Various specifications have been examined in the literature, like for example
$$\sigma^2_i = (\mathbf z_i'\alpha)^2,\;\;\;\sigma^2_i = \exp\{\mathbf z_i'\alpha\}, \;\;\;\sigma^2_i = \sigma^2(\mathbf x_i'\beta)^2$$
The last case indicates that the variance is directly proportional to the conditional expected value of the dependent variable, while in the previous formulations, the $\mathbf z$ vector may contain the regressors or other variables.
The model can be estimated by a two-step least square procedure, or by maximum likelihood -note that the unknown parameter $\alpha$ is common for all $i$ and so we do not have an "incidental parameters" problem.  
This approach always had the issue of misspecification that is almost certain to occur in specifying the functional form that characterizes the heteroskedasticity. After the arrival of White's standard errors and the "heteroskedasticity-robust" variance-covariance matrix, the main problem with using OLS regression was cleared away, and the "direct-modeling" approach is visibly less used than in the past, at least in Econometrics.
A: To me the question speaks of straight-up mixed models where the typical homogeneous (homoscedastic) error term is (possibly) decomposed into levels and (possibly) explained at each level using functions.
For example, suppose you have a model that looks like this:
(1) $y_{i} = \beta_{0} + \beta_{1}x_{1} + \beta_{2}x_{2} + \varepsilon_{i},$
where, say, $x_{1}$ is some continuous predictor, and $x_{2}$ is a nominal factor (for sake of simplicity).

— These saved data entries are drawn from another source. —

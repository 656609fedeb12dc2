//! Wavetable kernels: chip, harmonics, and pulse width
//!
//! All three sample an integrated table; see the wavetables module for why
//! the integral form band-limits the output. Pulse width is the difference
//! of two sawtooth reads half a duty cycle apart.

use crate::tone::Tone;
use crate::wavetables::sample_integrated;

use super::run_ramp;

/// Smallest phase step the integral read will divide by
const MIN_DELTA: f64 = 1e-9;

/// Render a chip or harmonics tone from an integrated wavetable
///
/// `voice_count` is 1 or 2 (unison); the second voice is scaled by
/// `second_sign` so "bowed" style unisons can subtract.
pub fn render_wavetable(
    tone: &mut Tone,
    table: &[f32],
    voice_count: usize,
    second_sign: f64,
    scratch: &mut [f32],
    span: (f64, f64),
) {
    let samples = scratch.len();
    if samples == 0 {
        return;
    }
    let (mut expression, expression_inc) = run_ramp(tone.expression, span, samples);
    let mut deltas = [0.0f64; 2];
    let mut delta_incs = [0.0f64; 2];
    for voice in 0..voice_count {
        let (delta, inc) = run_ramp(tone.phase_deltas[voice], span, samples);
        deltas[voice] = delta;
        delta_incs[voice] = inc;
    }
    let signs = [1.0, second_sign];

    let Tone {
        phases,
        note_filters,
        note_filter_count,
        ..
    } = tone;
    for out in scratch.iter_mut() {
        let mut sample = 0.0;
        for voice in 0..voice_count {
            let delta = deltas[voice].max(MIN_DELTA);
            sample += sample_integrated(table, phases[voice], delta) * signs[voice];
            phases[voice] += deltas[voice];
            deltas[voice] += delta_incs[voice];
        }
        for filter in note_filters[..*note_filter_count].iter_mut() {
            sample = filter.process(sample);
        }
        *out += (sample * expression) as f32;
        expression += expression_inc;
    }
    for filter in note_filters[..*note_filter_count].iter_mut() {
        filter.settle();
    }
    let length = (table.len() - 1) as f64;
    for phase in phases.iter_mut() {
        *phase = phase.rem_euclid(length);
    }
}

/// Render a pulse-width tone as the difference of two sawtooth reads
pub fn render_pulse(tone: &mut Tone, saw_table: &[f32], scratch: &mut [f32], span: (f64, f64)) {
    let samples = scratch.len();
    if samples == 0 {
        return;
    }
    let (mut expression, expression_inc) = run_ramp(tone.expression, span, samples);
    let (mut delta, delta_inc) = run_ramp(tone.phase_deltas[0], span, samples);
    let (mut width, width_inc) = run_ramp(tone.pulse_width, span, samples);
    let length = (saw_table.len() - 1) as f64;

    let Tone {
        phases,
        note_filters,
        note_filter_count,
        ..
    } = tone;
    for out in scratch.iter_mut() {
        let step = delta.max(MIN_DELTA);
        let mut sample = sample_integrated(saw_table, phases[0], step)
            - sample_integrated(saw_table, phases[0] + width * length, step);
        phases[0] += delta;
        delta += delta_inc;
        width += width_inc;
        for filter in note_filters[..*note_filter_count].iter_mut() {
            sample = filter.process(sample);
        }
        *out += (sample * expression) as f32;
        expression += expression_inc;
    }
    for filter in note_filters[..*note_filter_count].iter_mut() {
        filter.settle();
    }
    phases[0] = phases[0].rem_euclid(length);
}

#[cfg(test)]
mod tests {
    use super::*;
    use crate::wavetables::{chip_table, saw_table};

    fn test_tone(cycles_per_sample: f64, table_len: usize) -> Tone {
        let mut tone = Tone::default();
        let delta = cycles_per_sample * table_len as f64;
        tone.expression = (1.0, 1.0);
        tone.phase_deltas[0] = (delta, delta);
        tone
    }

    #[test]
    fn test_chip_render_is_nonsilent_and_bounded() {
        let table = chip_table(2);
        let mut tone = test_tone(440.0 / 48000.0, table.len() - 1);
        let mut scratch = vec![0.0f32; 512];
        render_wavetable(&mut tone, &table, 1, 1.0, &mut scratch, (0.0, 1.0));
        let peak = scratch.iter().fold(0.0f32, |p, &s| p.max(s.abs()));
        assert!(peak > 0.1, "silent output");
        assert!(peak <= 1.5, "clipping output: {peak}");
    }

    #[test]
    fn test_chip_phase_continues_across_runs() {
        let table = chip_table(1);
        let mut tone = test_tone(100.0 / 48000.0, table.len() - 1);
        let mut split = vec![0.0f32; 256];
        render_wavetable(&mut tone, &table, 1, 1.0, &mut split[..128], (0.0, 0.5));
        let mid_phase = tone.phases[0];
        assert!(mid_phase > 0.0);
        render_wavetable(&mut tone, &table, 1, 1.0, &mut split[128..], (0.5, 1.0));

        let mut whole_tone = test_tone(100.0 / 48000.0, table.len() - 1);
        let mut whole = vec![0.0f32; 256];
        render_wavetable(&mut whole_tone, &table, 1, 1.0, &mut whole, (0.0, 1.0));
        for (a, b) in split.iter().zip(whole.iter()) {
            assert!((a - b).abs() < 1e-5);
        }
    }

    #[test]
    fn test_pulse_width_output_changes_with_duty() {
        let table = saw_table();
        let mut scratch_narrow = vec![0.0f32; 256];
        let mut scratch_square = vec![0.0f32; 256];
        let mut tone = test_tone(220.0 / 48000.0, table.len() - 1);
        tone.pulse_width = (0.1, 0.1);
        render_pulse(&mut tone, &table, &mut scratch_narrow, (0.0, 1.0));
        let mut tone = test_tone(220.0 / 48000.0, table.len() - 1);
        tone.pulse_width = (0.5, 0.5);
        render_pulse(&mut tone, &table, &mut scratch_square, (0.0, 1.0));
        assert_ne!(scratch_narrow, scratch_square);
    }
}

Now suppose, as you suggest that the variance of $y$ depends on $x_{2}$. You might revise your model as in (2):
(2) $y_{i} = \beta_{0} + \beta_{1}x_{1} + \beta_{2}x_{2} + \varepsilon_{i0} + \varepsilon_{i2},$
where:
$\left[\begin{array}{c}\varepsilon_{0,i}\\
\varepsilon_{2,i}\end{array}\right] \sim \mathcal{N}\left(0,\Omega_{\varepsilon}\right):\Omega_{\varepsilon}=\left[\begin{array}{cc}\sigma^{2}_{\varepsilon 0} &  \\
0 & \sigma^{2}_{\varepsilon 2} \end{array}\right]$
(The covariance in $\Omega_{\varepsilon}$ is assumed zero here, since you've got factors with what I am assuming are mutually exclusive categories. If you are not comfortable with that assumption, and think you can estimate a covariance term, $\sigma_{\varepsilon02}$, go ahead and include that.)
You can even use this model if there is no fixed effect of $x_{2}$ on $y$ (i.e. if $x_{2}$ only contributes a random effect). This could be accomplished implicitly by letting a near zero estimate of $\beta_{2}$ be part of the model as in (2), or explicit as in (3):
(3) $y_{i} = \beta_{0} + \beta_{1}x_{1} + \varepsilon_{0,i} + \varepsilon_{2,i}.$